Hovercraft B/C

[IvanGe]

i didn't feel like posting this in the Question Marathon, so i guess i'll just post it here because it's more like a check-my-work-please.

A bungee jumper of mass 40 kg is attached to a bungee cord with a constant of 80 n/m. The unstretched length of the bungee is 15m. What is the maximum velocity of the jumper? (g = 10 m/s^2)

I did it by using the potential energy of the spring and when it is at maximum velocity, the potential energy should completely change into kinetic energy(even though it doesn't in this case). So :

Hooke's law
f = kx to find x

PE = KE + PEspring
mgh = 1/2kx^2 + 1/2mv^2

assuming h is equal to 15 + x

The answer key said 17.32 m/s and I did not get that by doing this, instead I got 18.71 m/s

[MattChina]

i didn't feel like posting this in the Question Marathon, so i guess i'll just post it here because it's more like a check-my-work-please.

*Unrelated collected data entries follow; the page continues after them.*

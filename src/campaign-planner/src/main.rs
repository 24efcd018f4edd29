//! Campaign Planner: media-mix forecasting service and command-line tool.
//!
//! `serve` exposes the forecast engine over HTTP; `forecast`, `quote`, and
//! `channels` run it locally against the configured rate card.

use anyhow::Context;
use campaign_api::ApiServer;
use campaign_core::config::AppConfig;
use campaign_core::types::CampaignConfig;
use campaign_core::types::ChannelRate;
use campaign_forecast::calculator::{is_priceable, required_budget, required_budget_for_reach};
use campaign_forecast::format::{format_count, format_currency, format_percent};
use campaign_forecast::{
    compute_forecast, validate_campaign, ForecastDisplay, MediaQuote, ValidationRules,
};
use clap::{Parser, Subcommand};
use std::path::{Path, PathBuf};
use tracing::{error, info, warn};

#[derive(Parser, Debug)]
#[command(name = "campaign-planner")]
#[command(about = "Media-mix forecasting for paid campaigns")]
#[command(version)]
struct Cli {
    #[command(subcommand)]
    command: Commands,
}

#[derive(Subcommand, Debug)]
enum Commands {
    /// Run the forecasting HTTP API
    Serve {
        /// Node identifier (overrides config)
        #[arg(long, env = "CAMPAIGN_PLANNER__NODE_ID")]
        node_id: Option<String>,

        /// HTTP port (overrides config)
        #[arg(long, env = "CAMPAIGN_PLANNER__API__HTTP_PORT")]
        http_port: Option<u16>,
    },

    /// Forecast a campaign described in a JSON file
    Forecast {
        /// Path to the campaign JSON document
        #[arg(short, long)]
        input: PathBuf,

        /// Print the raw forecast as JSON instead of a report
        #[arg(long, default_value_t = false)]
        json: bool,
    },

    /// Price a single-channel spend, or the spend needed for an impression or reach goal
    Quote {
        /// Channel id from the rate card
        #[arg(short, long)]
        channel: String,

        /// Spend to price
        #[arg(short, long, conflicts_with_all = ["impressions", "reach"])]
        budget: Option<f64>,

        /// Impression goal to cost out
        #[arg(long, conflicts_with = "reach")]
        impressions: Option<f64>,

        /// Reach goal (people) to cost out against --audience
        #[arg(long, requires = "audience")]
        reach: Option<f64>,

        /// Target audience size for --reach
        #[arg(long)]
        audience: Option<u64>,
    },

    /// List the configured rate card
    Channels,
}

#[tokio::main]
async fn main() -> anyhow::Result<()> {
    tracing_subscriber::fmt()
        .with_env_filter(
            tracing_subscriber::EnvFilter::try_from_default_env().unwrap_or_else(|_| {
                "campaign_planner=info,campaign_api=info,tower_http=info".into()
            }),
        )
        .with_writer(std::io::stderr)
        .json()
        .init();

    let cli = Cli::parse();

    let config = AppConfig::load().unwrap_or_else(|e| {
        warn!(error = %e, "Failed to load config, using defaults");
        AppConfig::default()
    });
    config
        .planner
        .validate()
        .context("invalid planner configuration")?;

    match cli.command {
        Commands::Serve { node_id, http_port } => serve(config, node_id, http_port).await,
        Commands::Forecast { input, json } => cmd_forecast(&config, &input, json),
        Commands::Quote {
            channel,
            budget,
            impressions,
            reach,
            audience,
        } => {
            let goal = match (budget, impressions, reach) {
                (Some(budget), _, _) => QuoteGoal::Spend(budget),
                (None, Some(target), _) => QuoteGoal::Impressions(target),
                (None, None, Some(target)) => QuoteGoal::Reach {
                    target,
                    audience: audience.unwrap_or_default(),
                },
                (None, None, None) => {
                    anyhow::bail!("pass one of --budget, --impressions or --reach")
                }
            };
            cmd_quote(&config, &channel, goal)
        }
        Commands::Channels => {
            cmd_channels(&config);
            Ok(())
        }
    }
}

async fn serve(
    mut config: AppConfig,
    node_id: Option<String>,
    http_port: Option<u16>,
) -> anyhow::Result<()> {
    if let Some(node_id) = node_id {
        config.node_id = node_id;
    }
    if let Some(port) = http_port {
        config.api.http_port = port;
    }

    info!(
        node_id = %config.node_id,
        http_port = config.api.http_port,
        channels = config.planner.channels.len(),
        "Configuration loaded"
    );

    let api_server = ApiServer::new(config);

    if let Err(e) = api_server.start_metrics().await {
        error!(error = %e, "Failed to start metrics exporter");
    }

    info!("Campaign Planner is ready to serve traffic");
    api_server.start_http().await
}

fn cmd_forecast(config: &AppConfig, input: &Path, json: bool) -> anyhow::Result<()> {
    let contents = std::fs::read_to_string(input)
        .with_context(|| format!("failed to read {}", input.display()))?;
    let campaign: CampaignConfig = serde_json::from_str(&contents)
        .with_context(|| format!("failed to parse campaign from {}", input.display()))?;

    validate_campaign(&campaign, &ValidationRules::from(&config.planner))
        .context("campaign failed validation")?;

    let rate_card = config.planner.rate_card();
    let forecast = compute_forecast(&campaign, &rate_card);
    info!(
        channels = forecast.channel_results.len(),
        warnings = forecast.warnings.len(),
        "Forecast computed"
    );

    if json {
        println!("{}", serde_json::to_string_pretty(&forecast)?);
        return Ok(());
    }

    let symbol = &config.planner.currency_symbol;
    let display = ForecastDisplay::new(&forecast, symbol);

    println!(
        "=== Forecast: {} ===",
        campaign.name.as_deref().unwrap_or("Untitled campaign")
    );
    println!();
    println!("  Budget:           {}", format_currency(campaign.budget, symbol));
    println!("  Duration:         {} days", campaign.duration_days);
    println!("  Daily budget:     {}", display.daily_budget);
    println!("  Audience:         {}", format_count(campaign.audience.size as f64));
    println!();
    println!(
        "  {:<30} {:>10} {:>12} {:>12} {:>10} {:>8}",
        "Channel", "Budget", "Impressions", "Reach", "Clicks", "Freq"
    );
    for row in &display.channels {
        println!(
            "  {:<30} {:>10} {:>12} {:>12} {:>10} {:>8}{}",
            row.label,
            row.budget,
            row.impressions,
            row.reach,
            row.clicks,
            row.frequency,
            if row.high_frequency { "  !" } else { "" }
        );
    }
    println!();
    println!("  Unique reach:     {} ({})", display.unique_reach, display.reach_percentage);
    println!("  Impressions:      {}", display.total_impressions);
    println!("  Clicks:           {}", display.total_clicks);
    println!("  Avg frequency:    {}", display.avg_frequency);
    println!("  Avg CPM:          {}", display.avg_cpm);
    println!("  Avg CPC:          {}", display.avg_cpc);
    println!(
        "  Allocated:        {}",
        format_percent(forecast.total_allocation_percent)
    );

    if !forecast.warnings.is_empty() {
        println!();
        println!("  Warnings:");
        for w in &forecast.warnings {
            println!("    - {w}");
        }
    }

    Ok(())
}

/// What a `quote` invocation asks for.
#[derive(Debug, Clone, Copy, PartialEq)]
enum QuoteGoal {
    Spend(f64),
    Impressions(f64),
    Reach { target: f64, audience: u64 },
}

fn cmd_quote(config: &AppConfig, channel: &str, goal: QuoteGoal) -> anyhow::Result<()> {
    let rate_card = config.planner.rate_card();
    let rate = rate_card
        .get(channel)
        .with_context(|| format!("no rate card entry for '{channel}'"))?;

    let report = quote_report(rate, goal, &config.planner.currency_symbol)?;
    println!("{report}");
    Ok(())
}

fn quote_report(rate: &ChannelRate, goal: QuoteGoal, symbol: &str) -> anyhow::Result<String> {
    let report = match goal {
        QuoteGoal::Spend(budget) => {
            anyhow::ensure!(is_priceable(budget), "budget must be a non-negative number");
            let quote = MediaQuote::for_channel(budget, rate);
            format!(
                "{} at {}:\n  Impressions:  {}\n  Clicks:       {}\n  CPC:          {}",
                rate.label,
                format_currency(budget, symbol),
                format_count(quote.impressions),
                format_count(quote.clicks),
                format_currency(quote.cpc, symbol)
            )
        }
        QuoteGoal::Impressions(target) => {
            anyhow::ensure!(is_priceable(target), "impressions must be a non-negative number");
            format!(
                "{} impressions on {} cost {}",
                format_count(target),
                rate.label,
                format_currency(required_budget(target, rate.cpm), symbol)
            )
        }
        QuoteGoal::Reach { target, audience } => {
            anyhow::ensure!(is_priceable(target), "reach must be a non-negative number");
            let needed = required_budget_for_reach(target, rate, audience).with_context(|| {
                format!(
                    "{} cannot reach {} of {} people (ceiling {})",
                    rate.label,
                    format_count(target),
                    format_count(audience as f64),
                    format_percent(rate.reach_rate_ceiling * 100.0)
                )
            })?;
            format!(
                "Reaching {} people on {} costs {}",
                format_count(target),
                rate.label,
                format_currency(needed, symbol)
            )
        }
    };

    Ok(report)
}

fn cmd_channels(config: &AppConfig) {
    let symbol = &config.planner.currency_symbol;
    println!(
        "  {:<16} {:<30} {:>10} {:>7} {:>9}",
        "ID", "Channel", "CPM", "CTR", "Max reach"
    );
    for rate in config.planner.rate_card().iter() {
        println!(
            "  {:<16} {:<30} {:>10} {:>6.1}% {:>9}",
            rate.id,
            rate.label,
            format_currency(rate.cpm, symbol),
            rate.ctr,
            format_percent(rate.reach_rate_ceiling * 100.0)
        );
    }
}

A bungee jumper of mass 40 kg is attached to a bungee cord with a constant of 80 n/m. The unstretched length of the bungee is 15m. What is the maximum velocity of the jumper? (g = 10 m/s^2)

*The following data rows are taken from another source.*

//! Forecast engine. Converts a campaign configuration and a channel rate
//! card into per-channel and aggregate delivery figures.
//!
//! Every figure is kept fractional; rounding happens only at display time.
//! The engine is total: degenerate input produces zeros, never NaN or
//! infinity, and never an error.

use crate::diagnostics;
use campaign_core::rate_card::RateCard;
use campaign_core::types::{
    CampaignConfig, CampaignForecast, ChannelAllocation, ChannelForecastResult, ChannelRate,
    CHANNEL_REACH_FACTOR, CROSS_CHANNEL_DEDUP_FACTOR,
};
use tracing::debug;

/// Compute a full campaign forecast.
pub fn compute_forecast(config: &CampaignConfig, rate_card: &RateCard) -> CampaignForecast {
    let audience_size = config.audience.size as f64;

    let channel_results: Vec<ChannelForecastResult> = config
        .channels
        .iter()
        .filter(|alloc| alloc.enabled && alloc.allocation_percent > 0.0)
        .filter_map(|alloc| match rate_card.get(&alloc.channel_id) {
            Some(rate) => Some(forecast_channel(alloc, rate, config.budget, audience_size)),
            None => {
                debug!(channel_id = %alloc.channel_id, "No rate card entry, skipping channel");
                None
            }
        })
        .collect();

    let total_impressions: f64 = channel_results.iter().map(|r| r.impressions).sum();
    let total_clicks: f64 = channel_results.iter().map(|r| r.clicks).sum();
    let raw_total_reach: f64 = channel_results.iter().map(|r| r.reach).sum();

    // Flat overlap discount across channels.
    let unique_reach = raw_total_reach * CROSS_CHANNEL_DEDUP_FACTOR;

    let avg_frequency = if unique_reach > 0.0 {
        total_impressions / unique_reach
    } else {
        0.0
    };
    let avg_cpm = if total_impressions > 0.0 {
        config.budget / total_impressions * 1000.0
    } else {
        0.0
    };
    let avg_cpc = if total_clicks > 0.0 {
        config.budget / total_clicks
    } else {
        0.0
    };
    let reach_percentage = if audience_size > 0.0 {
        unique_reach / audience_size * 100.0
    } else {
        0.0
    };

    let (daily_budget, daily_impressions) = if config.duration_days > 0 {
        let days = config.duration_days as f64;
        (config.budget / days, total_impressions / days)
    } else {
        (0.0, 0.0)
    };

    let mut forecast = CampaignForecast {
        channel_results,
        raw_total_reach,
        unique_reach,
        total_impressions,
        total_clicks,
        avg_frequency,
        avg_cpm,
        avg_cpc,
        reach_percentage,
        total_allocation_percent: config.enabled_allocation_percent(),
        daily_budget,
        daily_impressions,
        warnings: Vec::new(),
    };

    forecast.warnings = diagnostics::evaluate(&forecast, config)
        .iter()
        .map(ToString::to_string)
        .collect();

    debug!(
        channels = forecast.channel_results.len(),
        unique_reach = forecast.unique_reach,
        avg_frequency = forecast.avg_frequency,
        warnings = forecast.warnings.len(),
        "Campaign forecast computed"
    );

    forecast
}

/// Project a single channel. Callers have already excluded disabled and
/// unfunded allocations.
pub fn forecast_channel(
    alloc: &ChannelAllocation,
    rate: &ChannelRate,
    total_budget: f64,
    audience_size: f64,
) -> ChannelForecastResult {
    let effective_cpm = alloc.cpm_override.unwrap_or(rate.cpm);
    let budget = total_budget * (alloc.allocation_percent / 100.0);

    let impressions = if effective_cpm > 0.0 {
        budget / effective_cpm * 1000.0
    } else {
        0.0
    };

    // Saturation heuristic: repeat impressions reach fewer new people, and
    // no channel can go past its structural ceiling.
    let max_reach = audience_size * rate.reach_rate_ceiling;
    let reach = max_reach.min(impressions * CHANNEL_REACH_FACTOR);

    let clicks = impressions * (rate.ctr / 100.0);
    let frequency = if reach > 0.0 { impressions / reach } else { 0.0 };

    ChannelForecastResult {
        channel_id: alloc.channel_id.clone(),
        label: rate.label.clone(),
        budget,
        effective_cpm,
        impressions,
        reach,
        clicks,
        frequency,
    }
}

I did it by using the potential energy of the spring and when it is at maximum velocity, the potential energy should completely change into kinetic energy(even though it doesn't in this case). So :

Hooke's law
f = kx to find x

PE = KE + PEspring
mgh = 1/2kx^2 + 1/2mv^2

assuming h is equal to 15 + x

The answer key said 17.32 m/s and I did not get that by doing this, instead I got 18.71 m/s^.

Idk man, Got the same answer.

[UTF-8 U+6211 U+662F]

i didn't feel like posting this in the Question Marathon, so i guess i'll just post it here because it's more like a check-my-work-please.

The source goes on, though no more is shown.